6) K., goldtragende K. in Goldwäschereien ein schräges Gerüst aus ungehobelten Brettern zum Auswaschen des Goldsands.
Anm. Ahd. chuo, mhd. kuo, vgl. lat.-celt. ceva, skr. gaus (Rind). Vrkl.: Kühlein, z. B. Hebel 3, 466; 467; Heine Reis. 1, 169; Rom. 267; Rückert 1, 156 etc. Als Bstw. gw. Kuh-, doch z. B. Küh-Fladen. Fischart B. IVa; -Horn. G. 26, 157; -Hirt. Kohl A. 2, 26; -Recht. Zinkgräf 1, 144 etc. Veralt. Ew.: Ein kühisch Saufen. HSachs G. 2, 102. In Bed. 6 vgl. Kaue, Anm.; doch auch die auf Goldwäschereien gedeutete Sage vom goldnen Fließ.

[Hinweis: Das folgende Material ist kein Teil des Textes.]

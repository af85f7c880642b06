//! Identifier for a tailable source.

use serde::{Serialize, Serializer};
use std::fmt;
use std::path::{Path, PathBuf};

/// A tailable source: a file path or the standard-input sentinel.
#[derive(Debug, Clone, PartialEq, Eq, Hash)]
pub enum SourceId {
    /// The process's standard input.
    Stdin,
    /// A file, identified by its absolute path.
    File(PathBuf),
}

impl SourceId {
    /// Display form of the standard-input sentinel.
    pub const STDIN_LABEL: &'static str = "<stdin>";

    /// Creates a file source id.
    pub fn file(path: impl Into<PathBuf>) -> Self {
        SourceId::File(path.into())
    }

    pub fn is_stdin(&self) -> bool {
        matches!(self, SourceId::Stdin)
    }

    /// Returns the file path, if this is a file source.
    pub fn as_path(&self) -> Option<&Path> {
        match self {
            SourceId::File(path) => Some(path),
            SourceId::Stdin => None,
        }
    }

    /// True when `requested` names this source exactly.
    ///
    /// No normalization happens here: paths are compared as given.
    pub fn matches(&self, requested: &str) -> bool {
        match self {
            SourceId::File(path) => path.as_os_str() == requested,
            SourceId::Stdin => false,
        }
    }
}

impl fmt::Display for SourceId {
    fn fmt(&self, f: &mut fmt::Formatter<'_>) -> fmt::Result {
        match self {
            SourceId::Stdin => f.write_str(Self::STDIN_LABEL),
            SourceId::File(path) => write!(f, "{}", path.display()),
        }
    }
}

impl Serialize for SourceId {
    fn serialize<S: Serializer>(&self, serializer: S) -> Result<S::Ok, S::Error> {
        serializer.collect_str(self)
    }
}
//! Server assembly: builds the app from configuration and serves it.

use std::sync::Arc;

use axum::Router;
use thiserror::Error;
use tokio::net::TcpListener;

use crate::adapters::{app_router, AppState, LocalSourceOpener, SessionCoordinator, SessionSettings};
use crate::config::AppConfig;
use crate::domain::source::SourceRegistry;
use crate::ports::SourceOpener;

/// Errors that stop the whole process.
#[derive(Debug, Error)]
pub enum ServerError {
    #[error("Failed to bind {address}: {source}")]
    Bind {
        address: String,
        #[source]
        source: std::io::Error,
    },

    #[error("Server error: {0}")]
    Serve(#[from] std::io::Error),
}

/// Builds the application router around `opener`.
pub fn build_app(
    config: &AppConfig,
    registry: SourceRegistry,
    opener: Arc<dyn SourceOpener>,
) -> Router {
    let registry = Arc::new(registry);
    let coordinator = Arc::new(SessionCoordinator::new(
        registry.clone(),
        opener,
        SessionSettings::from(&config.tail),
    ));

    app_router(
        AppState::new(registry, coordinator, config.tail.max_message_bytes),
        config.server.request_timeout(),
    )
}

/// Serves `app` on an already bound listener until the listener fails.
pub async fn serve(listener: TcpListener, app: Router) -> Result<(), ServerError> {
    axum::serve(listener, app).await?;
    Ok(())
}

/// Binds the configured address and serves local sources.
///
/// Only a bind or accept-loop failure returns; session failures are
/// handled inside their sessions.
pub async fn run(config: AppConfig, registry: SourceRegistry) -> Result<(), ServerError> {
    let address = config.server.listen_address();
    let listener = TcpListener::bind(&address)
        .await
        .map_err(|source| ServerError::Bind {
            address: address.clone(),
            source,
        })?;

    if registry.is_stdin_mode() {
        tracing::info!(address = %address, "webtail listening, streaming standard input");
    } else {
        tracing::info!(
            address = %address,
            sources = registry.len(),
            "webtail listening"
        );
    }

    let opener = Arc::new(LocalSourceOpener::from_config(&config.tail));
    serve(listener, build_app(&config, registry, opener)).await
}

Zsstzg., nam. zu 1, was unbez. bleibt, z.B.: Antelōpen- [5]: Forster Sak. 92.
Bāūer-: Er hörte schon den Klang der nahen Bauerkühe. Lichtwer 88, Dorf- K., vgl. Stadt-K., vom Stadthirten geweidet etc. Blínde-, Blínzel- [3]. Būffalo- (Sealssield Leg. 1, 143), Büffel- (Brentano Wehm. 96): [5].
Būh-: Kinderw. st. Kuh, ebenso: Muh-K.
Góttes-:
1) Kuh, die zum Nutzen der Kirchendiener auf einem Gut gehalten werden muß.

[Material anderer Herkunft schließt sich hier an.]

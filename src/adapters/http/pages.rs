//! Viewer page and source listing handlers.

use std::sync::Arc;

use axum::{
    extract::State,
    response::{Html, IntoResponse},
    Json,
};
use http::header;

use crate::domain::source::SourceRegistry;

use super::dto::SourcesResponse;

const HOME_TEMPLATE: &str = include_str!("home.html");
const CONFIG_PLACEHOLDER: &str = "__WEBTAIL_CONFIG__";

/// State for the page-serving handlers.
#[derive(Clone)]
pub struct PageState {
    pub registry: Arc<SourceRegistry>,
}

impl PageState {
    pub fn new(registry: Arc<SourceRegistry>) -> Self {
        Self { registry }
    }
}

/// Serve the viewer page.
///
/// Route: `GET /`
pub async fn home_page(State(state): State<PageState>) -> impl IntoResponse {
    (
        [(header::CACHE_CONTROL, "no-store")],
        Html(render_home(&state.registry)),
    )
}

/// List the selectable sources.
///
/// Route: `GET /api/sources`
pub async fn list_sources(State(state): State<PageState>) -> Json<SourcesResponse> {
    Json(SourcesResponse::from_registry(&state.registry))
}

/// Renders the viewer page with the source listing embedded as JSON.
pub fn render_home(registry: &SourceRegistry) -> String {
    let listing = SourcesResponse::from_registry(registry);
    let json = serde_json::to_string(&listing).unwrap_or_else(|_| "{}".to_string());
    HOME_TEMPLATE.replace(CONFIG_PLACEHOLDER, &script_safe(&json))
}

/// Escapes JSON so it cannot close the surrounding `<script>` element.
fn script_safe(json: &str) -> String {
    json.replace('<', "\\u003c")
        .replace('>', "\\u003e")
        .replace('&', "\\u0026")
}

#[cfg(test)]
mod tests {
    use super::*;

    #[test]
    fn embeds_source_listing() {
        let html = render_home(&SourceRegistry::new(["/var/log/app.log"]));
        assert!(html.contains(r#"{"mode":"files","sources":["/var/log/app.log"]}"#));
        assert!(!html.contains(CONFIG_PLACEHOLDER));
    }

    #[test]
    fn stdin_mode_page_renders() {
        let html = render_home(&SourceRegistry::stdin_only());
        assert!(html.contains(r#"{"mode":"stdin","sources":[]}"#));
    }

    #[test]
    fn hostile_path_cannot_break_out_of_script() {
        let html = render_home(&SourceRegistry::new(["/tmp/</script><b>.log"]));
        assert!(!html.contains("</script><b>"));
        assert!(html.contains(r"\u003c/script\u003e\u003cb\u003e"));
    }

    #[test]
    fn page_keeps_a_single_live_socket() {
        let html = render_home(&SourceRegistry::new(["/a.log", "/b.log"]));
        // Switching sources cancels any scheduled reconnect.
        assert!(html.contains("window.clearTimeout(reconnectTimer)"));
        // Frames from a replaced socket are dropped.
        let onmessage = html.find("socket.onmessage").unwrap();
        let append = html[onmessage..].find("append(event.data)").unwrap();
        assert!(html[onmessage..onmessage + append].contains("if (ws !== socket)"));
    }
}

2) (Kinderspr.) Marienkäfer. Hêêr-: (schwzr.) die die Herde führt: Die H., welche die große Schelle oder Trichle trägt. Tschudi Th. 587. Hírsch- [5]: Rückert Rost. 27b etc. Jmmer-: Gottes-K. (1). Kä́lber-: trächtige Kuh. Kamēl- [5]: Rückert Morg. 1, 170. Māīr-: Die M., die gekrönte Siegerin in den sommerlichen Alpenkämpfen. Grube 3, 350, s. Heer-K. Mást-: gemästete Kuh. Mêêr-: See-K., auch Bez. einer häßlichen Pers.: Wenn ein so hübscher, junger Herr einer solchen M. in den Bratzen liegen sollte. W. 1, 76. Mélk- (V. Georg. 3, 176). Mílch- (Gotthelf Sch. 242): milchende Kuh; übertr.: etwas Ergiebiges. Mérz-: Die sog. Merzkühe, die gegen Ende des Oktobers ausgemerzt werden sollen [aus der Herde]. Landwirthsch. Zeit. (55) 129b. Mōnds-: Die in die silberne M. verwandelte Jo. Stuhr Rel. 42. Rénnthier- [5]: Grube 1, 10. Sēē-: S., Meer-K., eine den Kühen verglichne Art Wale, Manati, s. Oken 7, 1091 ff. Sómmer-: eine im Sommer frischmelk werdende Kuh, Ggstz. Winter-K. Stádt-: s. Bauer-K. Stáll-: die im Stall gefüttert wird, Ggstz. Weide-K. Trǟber-: mit Träbern gemästet: Daß du dich füllest wie ein T. HSachs 4, 127. Wínter-: s. Sommer-K. Zēīt-: zweijährige Kuh, Kalbe. Reithard 364. Zúcht-: zur Zucht oder Fortpflanzung dienend. V.Georg. 169 etc.